Prompt:
In the listing below, how many lines contain the word "crates"? Answer with the number alone.

Material provided:
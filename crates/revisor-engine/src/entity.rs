//! Transactional host entity model
//!
//! A minimal persistence layer for tracked entities: one generic `entities`
//! table keyed by `(entity_type, entity_id)` holding each instance's plain
//! values as JSON text. Saves and destroys run the registered lifecycle
//! hooks inline, inside the same transaction as the entity write.

use crate::lifecycle::{HookContext, LifecycleHooks};
use revisor_core::errors::{ExError, ExErrorKind, Result};
use revisor_core::model::entity::validate_type_tag;
use revisor_core::model::{entity_key, Entity, InstanceId};
use revisor_store::errors::from_rusqlite;
use rusqlite::{Connection, OptionalExtension, Transaction, TransactionBehavior};
use serde::de::DeserializeOwned;

const ENTITIES_DDL: &str = "CREATE TABLE IF NOT EXISTS entities (
    entity_type TEXT NOT NULL,
    entity_id NOT NULL,
    body TEXT NOT NULL,
    PRIMARY KEY (entity_type, entity_id)
)";

/// Persistence and lifecycle of one entity type
#[derive(Debug)]
pub struct EntityModel<E> {
    type_name: String,
    hooks: LifecycleHooks<E>,
}

impl<E: Entity> EntityModel<E> {
    /// Create a model with no hooks registered
    ///
    /// # Errors
    ///
    /// - `InvalidInput` for an empty type name
    pub fn new(type_name: impl Into<String>) -> Result<Self> {
        let type_name = type_name.into();
        validate_type_tag(&type_name)?;
        Ok(Self {
            type_name,
            hooks: LifecycleHooks::new(),
        })
    }

    /// Create the entities table if it is missing
    pub fn ensure_schema(conn: &Connection) -> Result<()> {
        conn.execute(ENTITIES_DDL, [])
            .map_err(|e| from_rusqlite(e).with_op("entity_schema"))?;
        Ok(())
    }

    pub fn type_name(&self) -> &str {
        &self.type_name
    }

    pub fn hooks(&self) -> &LifecycleHooks<E> {
        &self.hooks
    }

    pub fn hooks_mut(&mut self) -> &mut LifecycleHooks<E> {
        &mut self.hooks
    }

    /// Save an instance in its own IMMEDIATE transaction
    ///
    /// # Errors
    ///
    /// - `TransactionAborted` if a before-save hook fails; nothing is written
    /// - `Serialization` if the instance has no object representation
    /// - `Persistence` for database failures
    pub fn save(&self, conn: &mut Connection, instance: &E) -> Result<()> {
        let tx = conn
            .transaction_with_behavior(TransactionBehavior::Immediate)
            .map_err(|e| from_rusqlite(e).with_op("entity_save"))?;
        self.save_in(&tx, instance)?;
        tx.commit()
            .map_err(|e| from_rusqlite(e).with_op("entity_save"))?;
        Ok(())
    }

    /// Save an instance inside a caller's transaction
    ///
    /// On error the caller must not commit; dropping the transaction rolls
    /// back every write the hooks made.
    pub fn save_in(&self, tx: &Transaction<'_>, instance: &E) -> Result<()> {
        let ctx = HookContext {
            instance,
            type_name: &self.type_name,
            tx,
        };
        self.hooks.run_before_save(&ctx)?;

        let instance_id = instance.instance_id();
        let body = instance.plain_values()?;
        tx.execute(
            "INSERT INTO entities (entity_type, entity_id, body) VALUES (?1, ?2, ?3)
             ON CONFLICT (entity_type, entity_id) DO UPDATE SET body = excluded.body",
            rusqlite::params![self.type_name, id_param(&instance_id), body.to_string()],
        )
        .map_err(|e| {
            from_rusqlite(e)
                .with_op("entity_save")
                .with_entity_id(entity_key(&self.type_name, &instance_id))
        })?;

        tracing::debug!(entity = %entity_key(&self.type_name, &instance_id), "Saved entity");
        Ok(())
    }

    /// Destroy an instance in its own IMMEDIATE transaction
    ///
    /// # Errors
    ///
    /// - `NotFound` if the instance is not persisted
    /// - `TransactionAborted` if an after-destroy hook fails; the entity row
    ///   is restored by the rollback
    /// - `Persistence` for database failures
    pub fn destroy(&self, conn: &mut Connection, instance: &E) -> Result<()> {
        let tx = conn
            .transaction_with_behavior(TransactionBehavior::Immediate)
            .map_err(|e| from_rusqlite(e).with_op("entity_destroy"))?;
        self.destroy_in(&tx, instance)?;
        tx.commit()
            .map_err(|e| from_rusqlite(e).with_op("entity_destroy"))?;
        Ok(())
    }

    /// Destroy an instance inside a caller's transaction
    pub fn destroy_in(&self, tx: &Transaction<'_>, instance: &E) -> Result<()> {
        let instance_id = instance.instance_id();
        let removed = tx
            .execute(
                "DELETE FROM entities WHERE entity_type = ?1 AND entity_id = ?2",
                rusqlite::params![self.type_name, id_param(&instance_id)],
            )
            .map_err(|e| {
                from_rusqlite(e)
                    .with_op("entity_destroy")
                    .with_entity_id(entity_key(&self.type_name, &instance_id))
            })?;
        if removed == 0 {
            return Err(ExError::new(ExErrorKind::NotFound)
                .with_op("entity_destroy")
                .with_entity_id(entity_key(&self.type_name, &instance_id))
                .with_message("entity is not persisted"));
        }

        let ctx = HookContext {
            instance,
            type_name: &self.type_name,
            tx,
        };
        self.hooks.run_after_destroy(&ctx)?;

        tracing::debug!(entity = %entity_key(&self.type_name, &instance_id), "Destroyed entity");
        Ok(())
    }
}

impl<E: Entity + DeserializeOwned> EntityModel<E> {
    /// Current persisted state of an instance
    pub fn find(&self, conn: &Connection, instance_id: &InstanceId) -> Result<Option<E>> {
        let body: Option<String> = conn
            .query_row(
                "SELECT body FROM entities WHERE entity_type = ?1 AND entity_id = ?2",
                rusqlite::params![self.type_name, id_param(instance_id)],
                |row| row.get(0),
            )
            .optional()
            .map_err(|e| from_rusqlite(e).with_op("entity_find"))?;

        body.map(|text| {
            serde_json::from_str(&text).map_err(|e| {
                ExError::new(ExErrorKind::Serialization)
                    .with_op("entity_find")
                    .with_entity_id(entity_key(&self.type_name, instance_id))
                    .with_message(e.to_string())
            })
        })
        .transpose()
    }
}

fn id_param(instance_id: &InstanceId) -> rusqlite::types::Value {
    match instance_id {
        InstanceId::Integer(v) => rusqlite::types::Value::Integer(*v),
        InstanceId::Token(v) => rusqlite::types::Value::Text(v.clone()),
    }
}
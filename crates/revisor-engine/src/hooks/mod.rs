//! Revision hooks installed by the revisioner
//!
//! ## Logging Ownership
//!
//! Each hook owns lifecycle logging for its operation:
//! - `log_op_start!` at entry
//! - `log_op_end!` on success
//! - `log_op_error!` on failure
//!
//! The store below only uses `tracing::debug!()` for internal details.

pub mod capture;
pub mod retention;

pub use capture::CaptureHook;
pub use retention::RetentionHook;
//! Migration framework
//!
//! Provides:
//! - Revision table DDL derived from the configuration
//! - Migration runner with checksums and idempotent application

mod checksums;
mod runner;
mod schema;

pub use runner::apply_migrations;
pub use schema::{revision_table_migration, Migration};
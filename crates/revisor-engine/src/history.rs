//! History reader: read-only access to one instance's revisions
//!
//! Every query is scoped by the `(instance_type, instance_id)` passed in. The
//! options a caller supplies can filter, order, page and project, but cannot
//! widen the scope.

use revisor_core::errors::Result;
use revisor_core::model::{InstanceId, ProjectedRevision, Revision, RevisionId};
use revisor_core::query::{ListOptions, Projection, RevisionQuery, SortOrder};
use revisor_core::{log_op_end, log_op_error, log_op_start};
use revisor_store::SnapshotStore;
use rusqlite::Connection;
use std::sync::Arc;

/// Reads revision history through a shared store
#[derive(Debug, Clone)]
pub struct HistoryReader {
    store: Arc<SnapshotStore>,
}

impl HistoryReader {
    pub fn new(store: Arc<SnapshotStore>) -> Self {
        Self { store }
    }

    /// List one instance's revisions
    ///
    /// Defaults: oldest first, `id` and `created_at` only.
    ///
    /// # Errors
    ///
    /// - `InvalidInput` for an empty instance type
    /// - `ConstraintViolation` for an id of the wrong type
    /// - `Serialization` if a selected body cannot be decoded
    /// - `Persistence` for database failures
    pub fn list_revisions(
        &self,
        conn: &Connection,
        instance_type: &str,
        instance_id: &InstanceId,
        options: &ListOptions,
    ) -> Result<Vec<ProjectedRevision>> {
        log_op_start!(
            "history_list",
            instance_type = instance_type,
            instance_id = %instance_id
        );
        let start = std::time::Instant::now();

        let query = RevisionQuery::scoped(instance_type, instance_id, options);
        let rows = self.store.query(conn, &query).map_err(|e| {
            log_op_error!(
                "history_list",
                e,
                duration_ms = start.elapsed().as_millis() as u64,
                instance_type = instance_type
            );
            e
        })?;

        log_op_end!(
            "history_list",
            duration_ms = start.elapsed().as_millis() as u64,
            instance_type = instance_type,
            row_count = rows.len()
        );

        Ok(rows)
    }

    /// Fetch one full revision of one instance
    ///
    /// A revision id that does not exist, or that belongs to another
    /// instance, yields `Ok(None)`.
    pub fn get_revision(
        &self,
        conn: &Connection,
        instance_type: &str,
        instance_id: &InstanceId,
        revision_id: &RevisionId,
    ) -> Result<Option<Revision>> {
        log_op_start!(
            "history_get",
            instance_type = instance_type,
            instance_id = %instance_id,
            revision_id = %revision_id
        );
        let start = std::time::Instant::now();

        let found = self
            .store
            .find(conn, instance_type, instance_id, revision_id)
            .map_err(|e| {
                log_op_error!(
                    "history_get",
                    e,
                    duration_ms = start.elapsed().as_millis() as u64,
                    instance_type = instance_type
                );
                e
            })?;

        log_op_end!(
            "history_get",
            duration_ms = start.elapsed().as_millis() as u64,
            instance_type = instance_type,
            row_count = usize::from(found.is_some())
        );

        Ok(found)
    }

    /// Newest full revision of one instance, if any
    pub fn latest_revision(
        &self,
        conn: &Connection,
        instance_type: &str,
        instance_id: &InstanceId,
    ) -> Result<Option<Revision>> {
        let options = ListOptions {
            order: SortOrder::Descending,
            projection: Projection::full(),
            limit: Some(1),
            ..ListOptions::default()
        };
        Ok(self
            .list_revisions(conn, instance_type, instance_id, &options)?
            .into_iter()
            .next()
            .and_then(ProjectedRevision::into_revision))
    }
}
//! Identifier types for revisions and the instances they track

use serde::{Deserialize, Serialize};
use std::fmt;

/// Primary key strategy for the revision table, fixed at construction
#[derive(Debug, Clone, Copy, PartialEq, Eq, Default, Serialize, Deserialize)]
#[serde(rename_all = "snake_case")]
pub enum PrimaryKeyStrategy {
    /// Auto-incrementing integer assigned by the store
    #[default]
    Integer,
    /// Random unique token generated by the capture hook
    Token,
}

impl PrimaryKeyStrategy {
    pub fn as_str(&self) -> &'static str {
        match self {
            PrimaryKeyStrategy::Integer => "integer",
            PrimaryKeyStrategy::Token => "token",
        }
    }
}

/// Primary key type of the tracked entities
#[derive(Debug, Clone, Copy, PartialEq, Eq, Default, Serialize, Deserialize)]
#[serde(rename_all = "snake_case")]
pub enum InstanceIdType {
    #[default]
    Integer,
    Token,
}

impl InstanceIdType {
    pub fn as_str(&self) -> &'static str {
        match self {
            InstanceIdType::Integer => "integer",
            InstanceIdType::Token => "token",
        }
    }

    /// Parse a textual id (CLI input, entity table keys) as this type
    pub fn parse(&self, raw: &str) -> Option<InstanceId> {
        match self {
            InstanceIdType::Integer => raw.parse::<i64>().ok().map(InstanceId::Integer),
            InstanceIdType::Token if !raw.is_empty() => Some(InstanceId::Token(raw.to_string())),
            InstanceIdType::Token => None,
        }
    }
}

/// Identifier of a tracked entity instance
#[derive(Debug, Clone, PartialEq, Eq, Hash, Serialize, Deserialize)]
#[serde(untagged)]
pub enum InstanceId {
    Integer(i64),
    Token(String),
}

impl InstanceId {
    pub fn id_type(&self) -> InstanceIdType {
        match self {
            InstanceId::Integer(_) => InstanceIdType::Integer,
            InstanceId::Token(_) => InstanceIdType::Token,
        }
    }
}

impl From<i64> for InstanceId {
    fn from(value: i64) -> Self {
        InstanceId::Integer(value)
    }
}

impl From<&str> for InstanceId {
    fn from(value: &str) -> Self {
        InstanceId::Token(value.to_string())
    }
}

impl From<String> for InstanceId {
    fn from(value: String) -> Self {
        InstanceId::Token(value)
    }
}

impl fmt::Display for InstanceId {
    fn fmt(&self, f: &mut fmt::Formatter<'_>) -> fmt::Result {
        match self {
            InstanceId::Integer(v) => write!(f, "{}", v),
            InstanceId::Token(v) => write!(f, "{}", v),
        }
    }
}

/// Identifier of a revision row
#[derive(Debug, Clone, PartialEq, Eq, Hash, Serialize, Deserialize)]
#[serde(untagged)]
pub enum RevisionId {
    Integer(i64),
    Token(String),
}

impl RevisionId {
    pub fn strategy(&self) -> PrimaryKeyStrategy {
        match self {
            RevisionId::Integer(_) => PrimaryKeyStrategy::Integer,
            RevisionId::Token(_) => PrimaryKeyStrategy::Token,
        }
    }

    /// Parse a textual revision id according to the table's strategy
    pub fn parse(strategy: PrimaryKeyStrategy, raw: &str) -> Option<RevisionId> {
        match strategy {
            PrimaryKeyStrategy::Integer => raw.parse::<i64>().ok().map(RevisionId::Integer),
            PrimaryKeyStrategy::Token if !raw.is_empty() => {
                Some(RevisionId::Token(raw.to_string()))
            }
            PrimaryKeyStrategy::Token => None,
        }
    }
}

impl fmt::Display for RevisionId {
    fn fmt(&self, f: &mut fmt::Formatter<'_>) -> fmt::Result {
        match self {
            RevisionId::Integer(v) => write!(f, "{}", v),
            RevisionId::Token(v) => write!(f, "{}", v),
        }
    }
}
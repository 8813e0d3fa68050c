//! Revision table initialisation

use super::StoreArgs;
use clap::Args;
use revisor_engine::Revisioner;
use revisor_store::db;

#[derive(Debug, Args)]
pub struct InitArgs {
    #[command(flatten)]
    pub store: StoreArgs,
}

pub fn execute(args: InitArgs) -> Result<(), Box<dyn std::error::Error>> {
    let config = args.store.load_config()?;
    let revisioner = Revisioner::new(config)?;

    if let Some(parent) = args.store.db.parent() {
        if !parent.as_os_str().is_empty() {
            std::fs::create_dir_all(parent)?;
        }
    }
    let mut conn = db::open(&args.store.db)?;
    revisioner.migrate(&mut conn)?;

    let config = revisioner.config();
    println!(
        "Initialised revision table '{}' in {} (primary key: {}, instance ids: {}, bodies: {:?})",
        config.table_name,
        args.store.db.display(),
        config.primary_key.as_str(),
        config.instance_id_type.as_str(),
        config.body_storage
    );
    Ok(())
}
//! Canonical logging macros
//!
//! Field keys and event names come from `revisor_core_types::schema`.

/// Log the start of an operation
///
/// # Example
///
/// ```
/// # use revisor_core::log_op_start;
/// log_op_start!("revision_capture");
/// log_op_start!("revision_capture", instance_type = "Post");
/// ```
#[macro_export]
macro_rules! log_op_start {
    ($op:expr) => {
        tracing::info!(
            component = module_path!(),
            op = $op,
            event = $crate::revisor_core_types::schema::EVENT_START,
        );
    };
    ($op:expr, $($field:tt)*) => {
        tracing::info!(
            component = module_path!(),
            op = $op,
            event = $crate::revisor_core_types::schema::EVENT_START,
            $($field)*
        );
    };
}

/// Log the successful end of an operation
///
/// # Example
///
/// ```
/// # use revisor_core::log_op_end;
/// log_op_end!("revision_capture", duration_ms = 3);
/// ```
#[macro_export]
macro_rules! log_op_end {
    ($op:expr, duration_ms = $duration:expr) => {
        tracing::info!(
            component = module_path!(),
            op = $op,
            event = $crate::revisor_core_types::schema::EVENT_END,
            duration_ms = $duration,
        );
    };
    ($op:expr, duration_ms = $duration:expr, $($field:tt)*) => {
        tracing::info!(
            component = module_path!(),
            op = $op,
            event = $crate::revisor_core_types::schema::EVENT_END,
            duration_ms = $duration,
            $($field)*
        );
    };
}

/// Log an operation error
///
/// # Example
///
/// ```
/// # use revisor_core::log_op_error;
/// # use revisor_core::errors::{ExError, ExErrorKind};
/// let err = ExError::new(ExErrorKind::ConstraintViolation);
/// log_op_error!("revision_capture", err, duration_ms = 10);
/// ```
#[macro_export]
macro_rules! log_op_error {
    ($op:expr, $err:expr, duration_ms = $duration:expr) => {{
        let ex_err: &$crate::errors::ExError = &$err;
        tracing::error!(
            component = module_path!(),
            op = $op,
            event = $crate::revisor_core_types::schema::EVENT_END_ERROR,
            duration_ms = $duration,
            err.kind = ?ex_err.kind(),
            err.code = ex_err.code(),
        );
    }};
    ($op:expr, $err:expr, duration_ms = $duration:expr, $($field:tt)*) => {{
        let ex_err: &$crate::errors::ExError = &$err;
        tracing::error!(
            component = module_path!(),
            op = $op,
            event = $crate::revisor_core_types::schema::EVENT_END_ERROR,
            duration_ms = $duration,
            err.kind = ?ex_err.kind(),
            err.code = ex_err.code(),
            $($field)*
        );
    }};
}
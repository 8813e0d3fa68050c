//! Retention hook: delete an instance's revisions after it is destroyed

use crate::lifecycle::{HookContext, LifecycleHook};
use revisor_core::errors::Result;
use revisor_core::model::Entity;
use revisor_core::{log_op_end, log_op_error, log_op_start};
use revisor_store::SnapshotStore;
use std::sync::Arc;

pub const RETENTION_OP: &str = "revision_retention";

/// Removes every revision of a destroyed instance of the tracked type
///
/// Revisions of other instances, including instances of other types that
/// share the same id, are untouched.
#[derive(Debug, Clone)]
pub struct RetentionHook {
    store: Arc<SnapshotStore>,
    instance_type: String,
}

impl RetentionHook {
    pub fn new(store: Arc<SnapshotStore>, instance_type: impl Into<String>) -> Self {
        Self {
            store,
            instance_type: instance_type.into(),
        }
    }

    /// Delete the destroyed instance's revisions, returning how many went
    pub fn retire<E: Entity>(&self, ctx: &HookContext<'_, E>) -> Result<usize> {
        let instance_id = ctx.instance.instance_id();
        log_op_start!(
            RETENTION_OP,
            instance_type = %self.instance_type,
            instance_id = %instance_id
        );
        let start = std::time::Instant::now();

        let deleted = self
            .store
            .delete_where(ctx.tx, &self.instance_type, &instance_id)
            .map_err(|e| {
                log_op_error!(
                    RETENTION_OP,
                    e,
                    duration_ms = start.elapsed().as_millis() as u64,
                    instance_type = %self.instance_type,
                    instance_id = %instance_id
                );
                e
            })?;

        log_op_end!(
            RETENTION_OP,
            duration_ms = start.elapsed().as_millis() as u64,
            instance_type = %self.instance_type,
            instance_id = %instance_id,
            deleted_count = deleted
        );

        Ok(deleted)
    }
}

impl<E: Entity> LifecycleHook<E> for RetentionHook {
    fn name(&self) -> &str {
        RETENTION_OP
    }

    fn run(&self, ctx: &HookContext<'_, E>) -> Result<()> {
        self.retire(ctx).map(|_| ())
    }
}
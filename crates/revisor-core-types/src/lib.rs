//! Core types shared across Revisor facilities
//!
//! This crate provides the canonical field keys and event names used by the
//! logging facility and by anything that emits structured events about
//! revisions.

pub mod schema;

Written answer:
4